▶ EXERCISE DIRECTIONS
If a line below includes the string "zero", copy it.
********************
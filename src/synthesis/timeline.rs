//! Cut points of the merged timeline.

use chrono::Duration;

/// A run of raw breakpoints treated as a single instant
#[derive(Debug, Clone, Copy, PartialEq, Eq)]
struct Cluster {
    first: Duration,
    last: Duration,
    at: Duration,
}

/// The sorted cut points of one cycle, from 0 to the cycle end
///
/// Breakpoints less than `tolerance` after the first point of a cluster
/// join that cluster. A cluster touching 0 or the cycle end is pinned
/// there so the phases still cover the cycle exactly; any other cluster
/// sits at its earliest breakpoint.
#[derive(Debug, Clone, PartialEq, Eq)]
pub struct Timeline {
    clusters: Vec<Cluster>,
}

impl Timeline {
    #[must_use]
    pub fn new(
        breakpoints: impl IntoIterator<Item = Duration>,
        cycle_length: Duration,
        tolerance: Duration,
    ) -> Self {
        let mut points: Vec<Duration> = breakpoints
            .into_iter()
            .filter(|&p| p > Duration::zero() && p < cycle_length)
            .collect();
        points.push(Duration::zero());
        points.push(cycle_length);
        points.sort();
        points.dedup();

        let mut clusters: Vec<Cluster> = Vec::new();
        for point in points {
            match clusters.last_mut() {
                Some(cluster) if point - cluster.first < tolerance && point != cycle_length => {
                    cluster.last = point;
                }
                Some(cluster) if point - cluster.first < tolerance => {
                    // The cycle end absorbs the cluster, unless that would swallow 0
                    if cluster.first == Duration::zero() {
                        clusters.push(Cluster { first: point, last: point, at: point });
                    } else {
                        cluster.last = point;
                        cluster.at = point;
                    }
                }
                _ => clusters.push(Cluster { first: point, last: point, at: point }),
            }
        }

        Self { clusters }
    }

    /// Cut points in ascending order, starting at 0 and ending at the cycle length
    #[must_use]
    pub fn cuts(&self) -> Vec<Duration> {
        self.clusters.iter().map(|c| c.at).collect()
    }

    /// Move a raw breakpoint onto the cut point of its cluster
    #[must_use]
    pub fn snap(&self, point: Duration) -> Duration {
        self.clusters
            .iter()
            .find(|c| c.first <= point && point <= c.last)
            .map_or(point, |c| c.at)
    }
}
********************
▶ ANSWER SECTION
            .filter(|&p| p > Duration::zero() && p < cycle_length)
        points.push(Duration::zero());
                    if cluster.first == Duration::zero() {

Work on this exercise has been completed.